病室に近付くと、リーフとミールがなにやら言い合っている声が聞こえる。扉を叩いてプリムはそっと中に入った。
「一体何ごとですか?」
「勧誘ですよ」
プリムの問いに、寝台の隣の椅子に座っているミールがさらりと答える。リーフは不機嫌そうだ。

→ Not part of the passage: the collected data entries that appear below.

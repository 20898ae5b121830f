//! Style-aware YAML document tree.
//!
//! The tree keeps, for every scalar, both how it was written in the source
//! (its [`ScalarStyle`]) and what YAML resolves it to (its [`ResolvedTag`]).
//! The two are independent: `"42"` is a double-quoted string, `42` is a plain
//! integer, and `!!str 42` is a plain string.

use std::fmt;

use serde::Serialize;

/// 1-based position of a node's first character in the source.
#[derive(Debug, Clone, Copy, Default, PartialEq, Eq, PartialOrd, Ord, Hash, Serialize)]
pub struct Location {
    pub line: usize,
    pub column: usize,
}

impl Location {
    #[must_use]
    pub const fn new(line: usize, column: usize) -> Self {
        Self { line, column }
    }
}

impl fmt::Display for Location {
    fn fmt(&self, f: &mut fmt::Formatter<'_>) -> fmt::Result {
        write!(f, "{}:{}", self.line, self.column)
    }
}

/// How a scalar was delimited in the source text.
#[derive(Debug, Clone, Copy, PartialEq, Eq, Hash, Serialize)]
pub enum ScalarStyle {
    /// Bare, unquoted text.
    Plain,
    /// `'single quoted'`
    SingleQuoted,
    /// `"double quoted"`
    DoubleQuoted,
    /// Literal block (`|`).
    Literal,
    /// Folded block (`>`).
    Folded,
}

impl From<saphyr_parser::ScalarStyle> for ScalarStyle {
    fn from(style: saphyr_parser::ScalarStyle) -> Self {
        match style {
            saphyr_parser::ScalarStyle::Plain => Self::Plain,
            saphyr_parser::ScalarStyle::SingleQuoted => Self::SingleQuoted,
            saphyr_parser::ScalarStyle::DoubleQuoted => Self::DoubleQuoted,
            saphyr_parser::ScalarStyle::Literal => Self::Literal,
            saphyr_parser::ScalarStyle::Folded => Self::Folded,
        }
    }
}

/// The type YAML assigns to a scalar once tags are resolved.
#[derive(Debug, Clone, PartialEq, Eq, Hash, Serialize)]
pub enum ResolvedTag {
    String,
    Integer,
    Boolean,
    Null,
    Float,
    Timestamp,
    Binary,
    /// The `<<` merge key.
    Merge,
    /// Any other explicit tag, kept verbatim (e.g. `!custom`, `tag:yaml.org,2002:set`).
    Other(String),
}

/// A leaf value.
#[derive(Debug, Clone, PartialEq, Eq)]
pub struct ScalarNode {
    /// The scalar's text after unescaping and folding.
    pub value: String,
    pub tag: ResolvedTag,
    pub style: ScalarStyle,
    pub location: Location,
}

impl ScalarNode {
    /// Whether the scalar resolves to a string.
    #[must_use]
    pub fn is_string(&self) -> bool {
        self.tag == ResolvedTag::String
    }
}

/// A `*alias` reference. It is never followed.
#[derive(Debug, Clone, Copy, PartialEq, Eq)]
pub struct AliasNode {
    pub location: Location,
}

/// A node of the document tree.
#[derive(Debug, Clone, PartialEq, Eq)]
pub enum Node {
    /// Key/value pairs in source order.
    Mapping(Vec<(Node, Node)>),
    /// Items in source order.
    Sequence(Vec<Node>),
    Scalar(ScalarNode),
    Alias(AliasNode),
}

「プリムさんからも言ってくれませんか? もっと協会に協力するようにって」
「考えておきます」
苦笑してプリムもさらりと答えると、椅子を用意してそこに腰を下ろす。
「――そういえば、プリム?」
頭の中を切り替えたリーフが真面目な顔でプリムに問う。
「なに?」
「俺を景品扱いにしたこいつの助言って何のことだ?」
どうやら根に持っているらしい。作戦とはいえ、スピリアの人形になることを考え出したのがミールらしいと知って、真相を聞きたいと思っていたのだ。
「えっとそれは……」
その作戦はプリムにとっても苦渋の選択だった。リーフを人形にしないためなのに、彼を一瞬でも人形として扱ってしまったことは今でも忘れることができなかった。
「プリムさんを責めてはいけませんよ」
「わかってるさ。どうせあんたがプリムを脅したんだろ? ったく、悪趣味な」
「仕方がないではありませんか。スピリアさんはこの私にとってもなかなか手ごわい相手だったのですから。こうでもしないと隙を見せちゃくれないでしょうし」
ミールの台詞に、リーフは自身の頭を乱暴にかく。そしてため息。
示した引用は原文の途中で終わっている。